(Your instructions) A complete response lists each line of the data below that includes the word "RootUnavailable".

Saved entries:
=-=-=-=-=
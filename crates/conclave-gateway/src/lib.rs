//! Connection plumbing for the remote multi-agent review gateway.
//!
//! This crate owns the request-orchestration core:
//! - [`auth`] — gateway authentication tokens
//! - [`protocol`] — wire frames and the fixed agent roster
//! - [`correlation`] — the pending-request table that demultiplexes
//!   asynchronous responses back to their callers
//! - [`link`] — the persistent WebSocket connection and its reader task
//!
//! The flow: a caller registers a request id in the [`CorrelationTable`],
//! sends a framed request through the [`GatewayLink`], and suspends on a
//! [`VerdictWaiter`]. The link's reader task pushes every inbound frame into
//! the table; when all expected agents have completed, the waiter resolves.

pub mod auth;
pub mod correlation;
pub mod link;
pub mod protocol;

pub use correlation::{CorrelationTable, VerdictWaiter};
pub use link::GatewayLink;
pub use protocol::{ReviewRequestFrame, EXPECTED_VERDICTS};
//! Indexing error types

use thiserror::Error;

/// Result type for indexing operations
pub type Result<T> = std::result::Result<T, IndexError>;

/// Errors in scanning and segment planning
#[derive(Error, Debug)]
pub enum IndexError {
    /// The scan root is gone or unreadable; aborts the whole scan
    #[error("Scan root unavailable: {0}")]
    RootUnavailable(String),

    /// A path could not be expressed relative to the root
    #[error("Invalid path: {0}")]
    InvalidPath(String),

    /// Packed payload would exceed the segment size
    #[error("Pack overflow: {attempted} > {max}")]
    PackOverflow { attempted: u64, max: u64 },

    /// A file changed size between scan and segmentation
    #[error("File changed during indexing: {0}")]
    FileChanged(String),

    /// Packed segment header failed to decode
    #[error("Malformed pack header")]
    MalformedPackHeader,

    /// Redundancy copy body too short to carry its salt
    #[error("Malformed redundancy copy")]
    MalformedCopy,

    #[error("I/O error: {0}")]
    Io(#[from] std::io::Error),

    #[error("Operation cancelled")]
    Cancelled,
}

impl From<IndexError> for silo_core::SiloError {
    fn from(err: IndexError) -> Self {
        match err {
            IndexError::RootUnavailable(p) | IndexError::InvalidPath(p) => {
                silo_core::SiloError::InvalidPath(p)
            }
            IndexError::PackOverflow { attempted, max } => silo_core::SiloError::SegmentOversize {
                length: attempted,
                max,
            },
            IndexError::Cancelled => silo_core::SiloError::Cancelled,
            IndexError::Io(e) => silo_core::SiloError::Io(e),
            other => silo_core::SiloError::Internal(other.to_string()),
        }
    }
}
=-=-=-=-=
(Solution for this task)
    RootUnavailable(String),
            IndexError::RootUnavailable(p) | IndexError::InvalidPath(p) => {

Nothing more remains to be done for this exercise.